His most recent album, Psychedelic Pill (2012), is another collaboration with Crazy Horse, and it’s also a 2-CD set that’s the longest studio album of Neil’s career. With 9 songs totaling nearly 90 minutes you know there will be some extended jamming, but nothing can prepare you for the 27+ minute album opener, “Driftin’ Back.” He doesn’t break any new ground but still manages to keep things interesting. From the simple guitar strumming in the intro to the steady midtempo groove that continues through most of the song, he moves from wistful nostalgia (“Dreaming about the way you feel now when you hear my song”) to cranky old man, as he complains about the culture of downloading music (“When you hear my song now you only get five percent”). More than half the song is filled with instrumental passages that showcase his guitar work while also creating a mantra-like, hypnotic Krautrock feel. By comparison, the nearly 17-minute “Ramada Inn” seems like a concise pop song, even though it takes us on another long journey. The guitar washes over the standard Crazy Horse rhythm track, and there are wonderful vocal melodies, most notably at,” Every morning comes the sun, and they both rise into the day, holding on to what they’ve done.” This song features my favorite guitar work on the album, including some amazing melodic & soaring soloing.

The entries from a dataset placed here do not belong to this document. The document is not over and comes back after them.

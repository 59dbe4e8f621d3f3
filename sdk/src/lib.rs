//! Lexis SDK
//!
//! Shared library providing error and wire types for Lexis components.
//! This crate is used by the engine and by anything embedding it.

/// Error types and handling
pub mod errors;

/// Wire types shared across crates
pub mod types;

// Re-export commonly used types
pub use errors::{EngineError, ErrorBody, LexisErrorExt};
pub use types::{MessageMetadata, Role, SearchResult};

“Walk Like A Giant” is aptly titled, as it’s nearly as long as “Ramada Inn” while introducing an instantly memorable whistling melody that sits atop the fuzzy groove. Also, the 4-minute outro sounds like a giant stomping & crushing the landscape. Lyrically he’s addressing the failure of his generation’s hippie dream, and musically it’s got his most raw & fiery guitar performances, at times recalling “Like A Hurricane” or his electric guitar sound on Live Rust. At 8-1/2 minutes, “She’s Always Dancing” doesn’t use its length as effectively as the other songs I’ve mentioned, with only the group harmony vocals at the start (“She wants to live without ties to bind her down…”) & the stinging lead guitar making an impact on me. He’s in a nostalgic mood again on “Twisted Road,” a slightly bouncy little song where he recalls the “first time I heard ‘Like A Rolling Stone’” and describes Bob Dylan as being “like Hank Williams chewin’ bubble gum” (can’t argue with that). He also mentions Roy (Orbison, I assume) and The Dead. “Psychedelic Pill” appears in two versions. The first has a distracting flanger effect that undermines the track, while the “Alternate Mix” is much more listenable. It’s a relatively minor song that’s short & sweet, and ends the album on a positive note. Psychedelic Pill is dominated by those three incredibly long songs, and fortunately they’re all worthy of multiple listens even though they consume a lot of time. This album is clearly geared toward his most devoted fans, since the average listener most likely wouldn’t have the patience to sit through such a long record. It’s hit-and-miss like many of his albums, but after nearly 45 years it’s amazing that he can still create such significant & timeless music.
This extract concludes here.